I had a directive looking like this in it:

[‘ClamAV-clamscan’, ‘clamscan’,
“–stdout –disable-summary -r –tempdir=$TEMPBASE {}”, [0], [1],
qr/^.*?: (?!Infected Archive)(.*) FOUND$/ ],

It worked, however, this server, as it appears, was heavily loaded for a while now. Since it’s a rather strong server, it was not really visible unless you take a look at the server’s Cacti. On about 80%+ of the time the CPUs were on 100% with the process ‘clamscan‘. I have decided yesterday to solve the heavy load, and for that modified the file ‘/etc/amavisd.conf‘ to include the primary ClamAV section as follows:

[‘ClamAV-clamd’,
&ask_daemon, [“CONTSCAN {}n”, “/tmp/clamd”],
qr/bOK$/, qr/bFOUND$/,
qr/^.*?: (?!Infected Archive)(.*) FOUND$/ ],

This uses clamd instead of clamscan. The results were a drastic decrease on the CPU consumption and system average load, as can be seen in the Cacti graph (around 4 AM):

Cacti load average graph

The point is that while both configuration worked, I had the tools to understand that the earlier configuration was not good enough. Through tracking parameters on the system for a while, I could monitor my configuration modifications using a wider perspective, and reach better conclusions.

net-snmp broken in RHEL (and Centos, of course) – diskio

Saturday, June 9th, 2007

I’ve had a belief for quite a while now that Linux, unlike other types of systems, was unable to produce any I/O SNMP information. I only recently found out that it was partially true – all production-level distros, such as RedHat (and Centos, for that matter) were unable to produce any output for any SNMP DISKIO queries.

I had found a bugzilla entry about it, so I raise the glove in a request to any of the maintainers of an RH-compatible repositories to recompile (and maintain, of course) an alternate net-snmp package which supports diskio.

Meanwhile, I have found this blog post, which offers an alternate (and quite clumsy, yet working) solution to the disk performance measurement issue in Linux. I haven’t tried it yet, but I will, rather soon.

—Update—

I have used the script from the blog post mentioned above, and it works.

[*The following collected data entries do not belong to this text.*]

// services/farm-dash/src/ui/mod.rs
//
// Shell layout: sidebar, header, content page, footer, alert popup

use ratatui::{prelude::*, widgets::*};

use farmkit::router::{Page, Session, Tab};
use farmkit::types::StatusTone;

use crate::state::{DashboardState, InputMode};

mod actions;
mod analytics;
mod dashboard;
mod farm_details;
mod farms;
mod login;
mod profile;
mod reports;
mod settings;

// Color palette: Deep sea, Teal, Seafoam, Sand
pub mod colors {
    use ratatui::style::Color;

    pub const TEAL: Color = Color::Rgb(42, 161, 152);
    pub const DEEP_TEAL: Color = Color::Rgb(0, 95, 95);
    pub const SEAFOAM: Color = Color::Rgb(147, 224, 200);
    pub const WHITE: Color = Color::Rgb(253, 246, 227);
    pub const SILVER: Color = Color::Rgb(147, 161, 161);
    pub const SAND: Color = Color::Rgb(238, 203, 120);
    pub const BG_DARK: Color = Color::Rgb(0, 22, 34);
    pub const BG_PANEL: Color = Color::Rgb(7, 36, 48);
    pub const SUCCESS: Color = Color::Rgb(133, 153, 0);
    pub const WARNING: Color = Color::Rgb(255, 193, 37);
    pub const ERROR: Color = Color::Rgb(220, 50, 47);
}

pub fn draw(frame: &mut Frame, state: &DashboardState) {
    let area = frame.area();

    // Background
    frame.render_widget(
        Block::default().style(Style::default().bg(colors::BG_DARK)),
        area,
    );

    match state.router.session() {
        Session::Loading => login::draw_loading(frame, area, state),
        Session::SignedOut => login::draw_login(frame, area, state),
        Session::SignedIn => draw_shell(frame, area, state),
    }

    if let Some(alert) = &state.alert {
        draw_alert(frame, area, &alert.title, &alert.message);
    }
}

fn draw_shell(frame: &mut Frame, area: Rect, state: &DashboardState) {
    // Narrow terminals hide the sidebar unless the drawer is open
    let show_sidebar = area.width >= state.compact_width || state.router.drawer_open();
    let sidebar_width = if show_sidebar { 26 } else { 0 };

    let columns = Layout::default()
        .direction(Direction::Horizontal)
        .constraints([Constraint::Length(sidebar_width), Constraint::Min(40)])
        .split(area);

    if show_sidebar {
        draw_sidebar(frame, columns[0], state);
    }

    let rows = Layout::default()
        .direction(Direction::Vertical)
        .constraints([
            Constraint::Length(3), // Header
            Constraint::Min(10),   // Page
            Constraint::Length(3), // Footer
        ])
        .split(columns[1]);

    draw_header(frame, rows[0], state);

    let farms = state.farm_list();
    match state.router.resolve(farms) {
        Page::Dashboard => dashboard::draw(frame, rows[1], state),
        Page::Farms => farms::draw(frame, rows[1], state),
        Page::FarmDetails(farm) => farm_details::draw(frame, rows[1], state, farm),
        Page::Analytics => analytics::draw(frame, rows[1], state),
        Page::Actions => actions::draw(frame, rows[1], state),
        Page::Reports => reports::draw(frame, rows[1], state),
        Page::Settings => settings::draw(frame, rows[1], state),
        Page::Profile => profile::draw(frame, rows[1], state),
    }

    draw_footer(frame, rows[2], state);
}

fn draw_sidebar(frame: &mut Frame, area: Rect, state: &DashboardState) {
    let block = Block::default()
        .title(Span::styled(
            " 🌿 ALG ÇİFTLİĞİ ",
            Style::default().fg(colors::SEAFOAM).bold(),
        ))
        .borders(Borders::RIGHT)
        .border_style(Style::default().fg(colors::DEEP_TEAL))
        .style(Style::default().bg(colors::BG_PANEL));

    let active = match state.router.active() {
        Tab::FarmDetails => Tab::Farms,
        tab => tab,
    };

    let mut lines = vec![Line::from("")];
    for tab in Tab::SIDEBAR {
        let hotkey = tab.hotkey().map(|c| c.to_string()).unwrap_or_default();
        let style = if tab == active {
            Style::default().fg(colors::BG_DARK).bg(colors::TEAL).bold()
        } else {
            Style::default().fg(colors::WHITE)
        };
        let mut spans = vec![
            Span::styled(format!(" {} ", hotkey), Style::default().fg(colors::SILVER)),
            Span::styled(format!("{} {:<14}", tab.icon(), tab.title()), style),
        ];
        if let Some(badge) = tab.badge() {
            spans.push(Span::styled(
                format!(" {} ", badge),
                Style::default().fg(colors::BG_DARK).bg(colors::SAND),
            ));
        }
        lines.push(Line::from(spans));
        lines.push(Line::from(""));
    }

    lines.push(Line::from(""));
    lines.push(Line::from(Span::styled(
        format!(" {}", state.user.name),
        Style::default().fg(colors::WHITE).bold(),
    )));
    lines.push(Line::from(Span::styled(
        format!(" {}", state.user.role),
        Style::default().fg(colors::SILVER),
    )));

    frame.render_widget(Paragraph::new(lines).block(block), area);
}

fn draw_header(frame: &mut Frame, area: Rect, state: &DashboardState) {
    let farms = state.farm_list();
    let tab = state.router.active();
    let title = state.router.title(farms);
    let subtitle = match state.router.resolve(farms) {
        Page::Farms => Tab::Farms.subtitle(),
        _ => tab.subtitle(),
    };

    let mut spans = vec![
        Span::styled(
            format!(" {} ", title),
            Style::default().fg(colors::WHITE).bg(colors::DEEP_TEAL).bold(),
        ),
        Span::raw("  "),
        Span::styled(subtitle, Style::default().fg(colors::SILVER)),
    ];
    if state.summary.alert_farms > 0 {
        spans.push(Span::raw("  "));
        spans.push(Span::styled(
            format!("[{} UYARI]", state.summary.alert_farms),
            Style::default().fg(colors::WARNING).bold(),
        ));
    }
    if state.profile_image.is_uploading() {
        spans.push(Span::raw("  "));
        spans.push(Span::styled("[YÜKLENİYOR]", Style::default().fg(colors::SAND).bold()));
    }

    let header = Paragraph::new(Line::from(spans)).block(
        Block::default()
            .borders(Borders::BOTTOM)
            .border_style(Style::default().fg(colors::DEEP_TEAL))
            .style(Style::default().bg(colors::BG_DARK)),
    );

    frame.render_widget(header, area);
}

fn key_hint<'a>(key: &'a str, label: &'a str, bg: Color) -> [Span<'a>; 3] {
    [
        Span::styled(format!(" [{}] ", key), Style::default().fg(colors::BG_DARK).bg(bg)),
        Span::styled(format!(" {} ", label), Style::default().fg(colors::SILVER)),
        Span::raw(" "),
    ]
}

fn draw_footer(frame: &mut Frame, area: Rect, state: &DashboardState) {
    let line = match state.input_mode {
        InputMode::Search => Line::from(vec![
            Span::styled(" ARA: ", Style::default().fg(colors::BG_DARK).bg(colors::SAND)),
            Span::styled(format!(" {}▏", state.input), Style::default().fg(colors::WHITE)),
            Span::styled("  [ENTER] tamam  [ESC] temizle", Style::default().fg(colors::SILVER)),
        ]),
        InputMode::ImagePath => Line::from(vec![
            Span::styled(" DOSYA: ", Style::default().fg(colors::BG_DARK).bg(colors::SAND)),
            Span::styled(format!(" {}▏", state.input), Style::default().fg(colors::WHITE)),
            Span::styled("  [ENTER] yükle  [ESC] iptal", Style::default().fg(colors::SILVER)),
        ]),
        InputMode::Normal => {
            let mut spans = Vec::new();
            spans.extend(key_hint("Q", "Çıkış", colors::ERROR));
            spans.extend(key_hint("1-7/TAB", "Sekme", colors::TEAL));
            spans.extend(key_hint("M", "Menü", colors::SILVER));
            for (key, label) in page_hints(state) {
                spans.extend(key_hint(key, label, colors::SAND));
            }
            Line::from(spans)
        }
    };

    let footer = Paragraph::new(line).alignment(Alignment::Center).block(
        Block::default()
            .borders(Borders::TOP)
            .border_style(Style::default().fg(colors::DEEP_TEAL))
            .style(Style::default().bg(colors::BG_DARK)),
    );

    frame.render_widget(footer, area);
}

fn page_hints(state: &DashboardState) -> &'static [(&'static str, &'static str)] {
    match state.router.resolve(state.farm_list()) {
        Page::Dashboard => &[("ENTER", "Detay"), ("R", "Yenile")],
        Page::Farms => &[("ENTER", "Detay"), ("/", "Ara"), ("F", "Durum"), ("S", "Sırala")],
        Page::FarmDetails(_) => &[("ESC", "Geri"), ("←/→", "Sensör"), ("I", "Görüntü Al"), ("R", "Yenile")],
        Page::Analytics => &[("←/→", "Metrik"), ("T", "Aralık"), ("R", "Yenile")],
        Page::Actions => &[("ENTER", "İlerlet"), ("N", "Yeni"), ("/", "Ara"), ("F", "Durum"), ("S", "Sırala")],
        Page::Reports => &[("N", "Oluştur"), ("K", "Tür"), ("C", "Kategori"), ("F", "Durum"), ("S", "Sırala")],
        Page::Settings => &[("←/→", "Bölüm"), ("ENTER", "Değiştir"), ("W", "Kaydet")],
        Page::Profile => &[("U", "Resim Yükle"), ("X", "Resmi Kaldır"), ("O", "Çıkış Yap")],
    }
}

fn draw_alert(frame: &mut Frame, area: Rect, title: &str, message: &str) {
    let popup = centered_rect(50, 7, area);
    let block = Block::default()
        .title(Span::styled(
            format!(" {} ", title),
            Style::default().fg(colors::WHITE).bg(colors::ERROR).bold(),
        ))
        .borders(Borders::ALL)
        .border_type(BorderType::Rounded)
        .border_style(Style::default().fg(colors::ERROR))
        .style(Style::default().bg(colors::BG_PANEL));

    let text = vec![
        Line::from(""),
        Line::from(Span::styled(message, Style::default().fg(colors::WHITE))),
        Line::from(""),
        Line::from(Span::styled(
            "Devam etmek için bir tuşa basın",
            Style::default().fg(colors::SILVER).add_modifier(Modifier::DIM),
        )),
    ];

    frame.render_widget(Clear, popup);
    frame.render_widget(
        Paragraph::new(text)
            .alignment(Alignment::Center)
            .wrap(Wrap { trim: true })
            .block(block),
        popup,
    );
}

/// Fixed-height rectangle, `percent_x` wide, centered in `area`.
pub fn centered_rect(percent_x: u16, height: u16, area: Rect) -> Rect {
    let vertical = Layout::default()
        .direction(Direction::Vertical)
        .constraints([
            Constraint::Fill(1),
            Constraint::Length(height),
            Constraint::Fill(1),
        ])
        .split(area);

    Layout::default()
        .direction(Direction::Horizontal)
        .constraints([
            Constraint::Percentage((100 - percent_x) / 2),
            Constraint::Percentage(percent_x),
            Constraint::Percentage((100 - percent_x) / 2),
        ])
        .split(vertical[1])[1]
}

pub fn panel(title: impl std::fmt::Display) -> Block<'static> {
    Block::default()
        .title(Span::styled(
            format!(" {} ", title),
            Style::default().fg(colors::WHITE).bold(),
        ))
        .borders(Borders::ALL)
        .border_style(Style::default().fg(colors::SILVER))
        .border_type(BorderType::Rounded)
        .style(Style::default().bg(colors::BG_PANEL))
}

pub fn tone_color(tone: StatusTone) -> Color {
    match tone {
        StatusTone::Positive => colors::SUCCESS,
        StatusTone::Caution => colors::WARNING,
        StatusTone::Alert => colors::ERROR,
        StatusTone::Neutral => colors::SILVER,
    }
}

pub fn stat_box(frame: &mut Frame, area: Rect, label: &str, value: &str, note: &str, value_color: Color) {
    let block = Block::default()
        .borders(Borders::ALL)
        .border_style(Style::default().fg(colors::SILVER))
        .border_type(BorderType::Rounded)
        .style(Style::default().bg(colors::BG_PANEL));

    let inner = block.inner(area);
    frame.render_widget(block, area);

    let text = vec![
        Line::from(Span::styled(
            label,
            Style::default().fg(colors::SILVER).add_modifier(Modifier::DIM),
        )),
        Line::from(Span::styled(value, Style::default().fg(value_color).bold())),
        Line::from(Span::styled(note, Style::default().fg(colors::SILVER))),
    ];

    frame.render_widget(Paragraph::new(text).alignment(Alignment::Center), inner);
}

pub fn format_number(n: f64) -> String {
    let abs = n.abs();
    if abs >= 1_000_000.0 {
        format!("{:.2}M", n / 1_000_000.0)
    } else if abs >= 1_000.0 {
        format!("{:.1}K", n / 1_000.0)
    } else {
        format!("{:.1}", n)
    }
}

/// `(x, y)` pairs for a chart dataset.
pub fn chart_points(values: impl IntoIterator<Item = f64>) -> Vec<(f64, f64)> {
    values
        .into_iter()
        .enumerate()
        .map(|(i, v)| (i as f64, v))
        .collect()
}

/// Padded `[min, max]` bounds for a chart axis.
pub fn value_bounds(points: &[(f64, f64)]) -> [f64; 2] {
    let (min, max) = points
        .iter()
        .fold((f64::INFINITY, f64::NEG_INFINITY), |(lo, hi), (_, y)| (lo.min(*y), hi.max(*y)));
    if !min.is_finite() || !max.is_finite() {
        return [0.0, 1.0];
    }
    let pad = ((max - min) * 0.1).max(0.1);
    [min - pad, max + pad]
}

#[cfg(test)]
mod tests {
    use super::*;
    use farmkit::{DashboardConfig, MockDataGenerator};
    use ratatui::backend::TestBackend;

    use crate::events::AppEvent;

    fn render(state: &DashboardState, width: u16, height: u16) -> String {
        let mut terminal = Terminal::new(TestBackend::new(width, height)).unwrap();
        terminal.draw(|frame| draw(frame, state)).unwrap();
        let buffer = terminal.backend().buffer().clone();
        buffer.content().iter().map(|cell| cell.symbol()).collect()
    }

    fn signed_in() -> DashboardState {
        let mut state = DashboardState::new(&DashboardConfig::default(), MockDataGenerator::from_seed(Some(5)));
        state.on_event(AppEvent::LoadingFinished);
        state
    }

    #[test]
    fn test_format_number() {
        assert_eq!(format_number(184_300.0), "184.3K");
        assert_eq!(format_number(1_500_000.0), "1.50M");
        assert_eq!(format_number(-5.3), "-5.3");
    }

    #[test]
    fn test_value_bounds() {
        assert_eq!(value_bounds(&[]), [0.0, 1.0]);
        let [lo, hi] = value_bounds(&chart_points([1.0, 3.0]));
        assert!(lo < 1.0 && hi > 3.0);
    }

    #[test]
    fn test_every_page_renders() {
        let mut state = signed_in();
        for tab in Tab::SIDEBAR {
            state.select_tab(tab);
            let screen = render(&state, 140, 45);
            assert!(screen.contains(tab.title()), "{:?} header missing", tab);
        }

        state.select_farm("farm_003");
        let screen = render(&state, 140, 45);
        assert!(screen.contains("Deniz"));
    }

    #[test]
    fn test_loading_and_narrow_layouts_render() {
        let state = DashboardState::new(&DashboardConfig::default(), MockDataGenerator::from_seed(Some(5)));
        render(&state, 60, 20);

        let state = signed_in();
        render(&state, 80, 30);
    }
}
use chrono::{DateTime, NaiveDate, Utc};
use serde::{Deserialize, Serialize};

#[derive(Debug, Clone, Copy, PartialEq, Eq, Hash, Serialize, Deserialize)]
#[serde(rename_all = "lowercase")]
pub enum FarmStatus {
    Healthy,
    Warning,
    Critical,
}

impl FarmStatus {
    pub const ALL: [FarmStatus; 3] = [FarmStatus::Healthy, FarmStatus::Warning, FarmStatus::Critical];

    pub fn as_str(&self) -> &'static str {
        match self {
            FarmStatus::Healthy => "healthy",
            FarmStatus::Warning => "warning",
            FarmStatus::Critical => "critical",
        }
    }

    pub fn label(&self) -> &'static str {
        match self {
            FarmStatus::Healthy => "Sağlıklı",
            FarmStatus::Warning => "Uyarı",
            FarmStatus::Critical => "Kritik",
        }
    }

    pub fn tone(&self) -> StatusTone {
        match self {
            FarmStatus::Healthy => StatusTone::Positive,
            FarmStatus::Warning => StatusTone::Caution,
            FarmStatus::Critical => StatusTone::Alert,
        }
    }

    pub fn is_alert(&self) -> bool {
        matches!(self, FarmStatus::Warning | FarmStatus::Critical)
    }
}

/// Qualitative reading attached to a single sensor value.
#[derive(Debug, Clone, Copy, PartialEq, Eq, Hash, Serialize, Deserialize)]
#[serde(rename_all = "lowercase")]
pub enum SensorStatus {
    Optimal,
    Excellent,
    Good,
    Warning,
    Critical,
}

impl SensorStatus {
    pub fn as_str(&self) -> &'static str {
        match self {
            SensorStatus::Optimal => "optimal",
            SensorStatus::Excellent => "excellent",
            SensorStatus::Good => "good",
            SensorStatus::Warning => "warning",
            SensorStatus::Critical => "critical",
        }
    }

    pub fn tone(&self) -> StatusTone {
        match self {
            SensorStatus::Optimal | SensorStatus::Excellent | SensorStatus::Good => {
                StatusTone::Positive
            }
            SensorStatus::Warning => StatusTone::Caution,
            SensorStatus::Critical => StatusTone::Alert,
        }
    }

    pub fn icon(&self) -> &'static str {
        match self {
            SensorStatus::Optimal | SensorStatus::Excellent => "✅",
            SensorStatus::Good => "🟢",
            SensorStatus::Warning => "⚠️",
            SensorStatus::Critical => "🔴",
        }
    }
}

/// Colour family a status renders in.
#[derive(Debug, Clone, Copy, PartialEq, Eq)]
pub enum StatusTone {
    Positive,
    Caution,
    Alert,
    Neutral,
}

#[derive(Debug, Clone, Copy, PartialEq, Eq, Hash, Serialize, Deserialize)]
#[serde(rename_all = "camelCase")]
pub enum SensorChannel {
    Ph,
    Temperature,
    DissolvedOxygen,
    Salinity,
    Length,
    Growth,
}

impl SensorChannel {
    pub const ALL: [SensorChannel; 6] = [
        SensorChannel::Ph,
        SensorChannel::Temperature,
        SensorChannel::DissolvedOxygen,
        SensorChannel::Salinity,
        SensorChannel::Length,
        SensorChannel::Growth,
    ];

    pub fn label(&self) -> &'static str {
        match self {
            SensorChannel::Ph => "pH",
            SensorChannel::Temperature => "Sıcaklık",
            SensorChannel::DissolvedOxygen => "Çözünmüş Oksijen",
            SensorChannel::Salinity => "Tuzluluk",
            SensorChannel::Length => "Uzunluk",
            SensorChannel::Growth => "Büyüme",
        }
    }

    pub fn unit(&self) -> &'static str {
        match self {
            SensorChannel::Ph => "",
            SensorChannel::Temperature => "°C",
            SensorChannel::DissolvedOxygen => "mg/L",
            SensorChannel::Salinity => "‰",
            SensorChannel::Length => "cm",
            SensorChannel::Growth => "%",
        }
    }
}

#[derive(Debug, Clone, PartialEq, Serialize, Deserialize)]
#[serde(rename_all = "camelCase")]
pub struct SensorValue {
    pub value: f64,
    pub status: SensorStatus,
    pub last_update: DateTime<Utc>,
}

#[derive(Debug, Clone, PartialEq, Serialize, Deserialize)]
#[serde(rename_all = "camelCase")]
pub struct SensorPanel {
    pub ph: SensorValue,
    pub temperature: SensorValue,
    pub dissolved_oxygen: SensorValue,
    pub salinity: SensorValue,
    pub length: SensorValue,
    pub growth: SensorValue,
}

impl SensorPanel {
    pub fn get(&self, channel: SensorChannel) -> &SensorValue {
        match channel {
            SensorChannel::Ph => &self.ph,
            SensorChannel::Temperature => &self.temperature,
            SensorChannel::DissolvedOxygen => &self.dissolved_oxygen,
            SensorChannel::Salinity => &self.salinity,
            SensorChannel::Length => &self.length,
            SensorChannel::Growth => &self.growth,
        }
    }

    pub fn iter(&self) -> impl Iterator<Item = (SensorChannel, &SensorValue)> {
        SensorChannel::ALL.into_iter().map(move |c| (c, self.get(c)))
    }
}

#[derive(Debug, Clone, Copy, PartialEq, Serialize, Deserialize)]
pub struct Coordinates {
    pub lat: f64,
    pub lng: f64,
}

#[derive(Debug, Clone, PartialEq, Serialize, Deserialize)]
pub struct Location {
    pub address: String,
    pub coordinates: Coordinates,
    pub ocean: String,
}

#[derive(Debug, Clone, PartialEq, Serialize, Deserialize)]
pub struct FarmImage {
    pub id: String,
    pub url: String,
    pub timestamp: DateTime<Utc>,
    pub description: String,
}

#[derive(Debug, Clone, Copy, PartialEq, Eq, Serialize, Deserialize)]
#[serde(rename_all = "lowercase")]
pub enum SuggestionStatus {
    Pending,
    Completed,
    Dismissed,
}

/// AI-suggested action attached to a farm record.
#[derive(Debug, Clone, PartialEq, Serialize, Deserialize)]
#[serde(rename_all = "camelCase")]
pub struct SuggestedAction {
    pub id: String,
    #[serde(rename = "type")]
    pub kind: String,
    pub status: SuggestionStatus,
    pub description: String,
    pub ai_suggestion: String,
    pub timestamp: DateTime<Utc>,
    pub confidence: Option<u8>,
}

#[derive(Debug, Clone, PartialEq, Serialize, Deserialize)]
#[serde(rename_all = "camelCase")]
pub struct Farm {
    pub id: String,
    pub name: String,
    pub location: Location,
    pub species: String,
    pub established_date: NaiveDate,
    pub area: f64,
    pub depth: String,
    pub status: FarmStatus,
    pub sensors: SensorPanel,
    pub images: Vec<FarmImage>,
    pub actions: Vec<SuggestedAction>,
}

/// Hourly snapshot of all six channels for one farm.
#[derive(Debug, Clone, PartialEq, Serialize, Deserialize)]
#[serde(rename_all = "camelCase")]
pub struct SensorReading {
    pub farm_id: String,
    pub timestamp: DateTime<Utc>,
    pub ph: f64,
    pub temperature: f64,
    pub dissolved_oxygen: f64,
    pub salinity: f64,
    pub length: f64,
    pub growth: f64,
}

impl SensorReading {
    pub fn get(&self, channel: SensorChannel) -> f64 {
        match channel {
            SensorChannel::Ph => self.ph,
            SensorChannel::Temperature => self.temperature,
            SensorChannel::DissolvedOxygen => self.dissolved_oxygen,
            SensorChannel::Salinity => self.salinity,
            SensorChannel::Length => self.length,
            SensorChannel::Growth => self.growth,
        }
    }
}

#[derive(Debug, Clone, Copy, PartialEq, Eq, Serialize, Deserialize)]
#[serde(rename_all = "lowercase")]
pub enum TrendStatus {
    High,
    Low,
    Normal,
}

impl TrendStatus {
    /// Classifies a value against ±10% of its baseline.
    pub fn classify(value: f64, baseline: f64) -> Self {
        if value > baseline * 1.1 {
            TrendStatus::High
        } else if value < baseline * 0.9 {
            TrendStatus::Low
        } else {
            TrendStatus::Normal
        }
    }
}

#[derive(Debug, Clone, PartialEq, Serialize, Deserialize)]
pub struct TrendPoint {
    #[serde(rename = "time")]
    pub label: String,
    pub value: f64,
    pub farm: Option<String>,
    pub status: Option<TrendStatus>,
}

#[derive(Debug, Clone, PartialEq, Serialize, Deserialize)]
#[serde(rename_all = "camelCase")]
pub struct UserStats {
    pub farms_managed: u32,
    pub actions_completed: u32,
    pub data_points_collected: u64,
    pub storage_used: String,
}

#[derive(Debug, Clone, PartialEq, Serialize, Deserialize)]
#[serde(rename_all = "camelCase")]
pub struct User {
    pub id: String,
    pub name: String,
    pub email: String,
    pub avatar: String,
    pub role: String,
    pub organization: String,
    pub phone: String,
    pub member_since: NaiveDate,
    pub stats: UserStats,
}

#[derive(Debug, Clone, Copy, PartialEq, Eq, Serialize, Deserialize)]
#[serde(rename_all = "lowercase")]
pub enum TrendDirection {
    Up,
    Down,
}

impl TrendDirection {
    pub fn arrow(&self) -> &'static str {
        match self {
            TrendDirection::Up => "▲",
            TrendDirection::Down => "▼",
        }
    }
}

#[derive(Debug, Clone, PartialEq, Serialize, Deserialize)]
pub struct Kpi {
    pub current: f64,
    pub previous: f64,
    pub change: f64,
    pub trend: TrendDirection,
    pub unit: Option<String>,
    pub status: Option<String>,
}

#[derive(Debug, Clone, PartialEq, Serialize, Deserialize)]
#[serde(rename_all = "camelCase")]
pub struct AnalyticsKpis {
    pub general_growth: Kpi,
    pub water_quality: Kpi,
    pub energy_usage: Kpi,
    pub revenue: Kpi,
    pub productivity: Kpi,
    pub maintenance_costs: Kpi,
}

impl AnalyticsKpis {
    /// Named rows in display order.
    pub fn rows(&self) -> [(&'static str, &Kpi); 6] {
        [
            ("Genel Büyüme", &self.general_growth),
            ("Su Kalitesi", &self.water_quality),
            ("Enerji Kullanımı", &self.energy_usage),
            ("Gelir", &self.revenue),
            ("Verimlilik", &self.productivity),
            ("Bakım Maliyetleri", &self.maintenance_costs),
        ]
    }
}

#[derive(Debug, Clone, PartialEq, Serialize, Deserialize)]
#[serde(rename_all = "camelCase")]
pub struct FarmPerformance {
    pub farm_id: String,
    pub farm_name: String,
    pub performance: f64,
    pub efficiency: f64,
    pub growth_rate: f64,
    pub energy_efficiency: f64,
    pub water_quality: f64,
    pub trend: TrendDirection,
    pub change: f64,
    pub status: FarmStatus,
    pub last_update: DateTime<Utc>,
}

#[derive(Debug, Clone, Copy, PartialEq, Eq, Serialize, Deserialize)]
#[serde(rename_all = "lowercase")]
pub enum PredictionKind {
    Growth,
    Harvest,
    Weather,
    Maintenance,
    Market,
}

#[derive(Debug, Clone, Copy, PartialEq, Eq, Serialize, Deserialize)]
#[serde(rename_all = "lowercase")]
pub enum Impact {
    Positive,
    Warning,
    Neutral,
}

#[derive(Debug, Clone, PartialEq, Serialize, Deserialize)]
pub struct Prediction {
    #[serde(rename = "type")]
    pub kind: PredictionKind,
    pub title: String,
    pub description: String,
    pub confidence: u8,
    pub timeframe: String,
    pub impact: Impact,
    pub icon: String,
}

/// One day of the long-term analytics history.
#[derive(Debug, Clone, PartialEq, Serialize, Deserialize)]
#[serde(rename_all = "camelCase")]
pub struct AnalyticsSnapshot {
    pub timestamp: DateTime<Utc>,
    pub ph: f64,
    pub temperature: f64,
    pub dissolved_oxygen: f64,
    pub salinity: f64,
    pub growth: f64,
    pub productivity: f64,
    pub energy_usage: f64,
    pub revenue: f64,
    pub water_quality: f64,
}

#[derive(Debug, Clone, PartialEq, Serialize, Deserialize)]
#[serde(rename_all = "camelCase")]
pub struct FarmKeyMetrics {
    pub average_growth: f64,
    pub efficiency: f64,
    pub health_index: f64,
    pub estimated_harvest: f64,
    pub water_quality: f64,
    pub energy_efficiency: f64,
}

#[derive(Debug, Clone, PartialEq, Serialize, Deserialize)]
#[serde(rename_all = "camelCase")]
pub struct DashboardSummary {
    pub total_farms: usize,
    pub healthy_farms: usize,
    pub alert_farms: usize,
    pub average_temperature: f64,
    pub total_area: f64,
    pub healthy_percent: u32,
}

#[cfg(test)]
mod tests {
    use super::*;

    #[test]
    fn test_trend_status_bounds_are_exclusive() {
        assert_eq!(TrendStatus::classify(11.0, 10.0), TrendStatus::Normal);
        assert_eq!(TrendStatus::classify(11.01, 10.0), TrendStatus::High);
        assert_eq!(TrendStatus::classify(9.0, 10.0), TrendStatus::Normal);
        assert_eq!(TrendStatus::classify(8.99, 10.0), TrendStatus::Low);
    }

    #[test]
    fn test_status_wire_names() {
        assert_eq!(serde_json::to_string(&FarmStatus::Critical).unwrap(), "\"critical\"");
        assert_eq!(
            serde_json::to_string(&SensorChannel::DissolvedOxygen).unwrap(),
            "\"dissolvedOxygen\""
        );
        assert_eq!(FarmStatus::Warning.as_str(), "warning");
    }

    #[test]
    fn test_sensor_tones() {
        assert_eq!(SensorStatus::Good.tone(), StatusTone::Positive);
        assert_eq!(SensorStatus::Warning.tone(), StatusTone::Caution);
        assert_eq!(SensorStatus::Critical.tone(), StatusTone::Alert);
        assert!(FarmStatus::Critical.is_alert());
        assert!(!FarmStatus::Healthy.is_alert());
    }
}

Speed could be an issue. Comparing two servers the speed differential was amazing.

Both servers are connected on the same switch as the server running the query is connected. Server1 has a P2 233MHz CPU, while Server2 has a dual 2.8GHz Xion CPU.

~$ time snmpwalk -c COMMUNITY -v2c Server1 1.3.6.1.4.1.2021.13.15 > /dev/null

real 0m0.311s
user 0m0.024s
sys 0m0.020s

~$ time snmpwalk -c COMMUNITY -v2c Server2 1.3.6.1.4.1.2021.13.15 > /dev/null

real 0m8.303s
user 0m0.044s
sys 0m0.012s

Looks like a huge difference. However, I believe it’s currently good enough for me.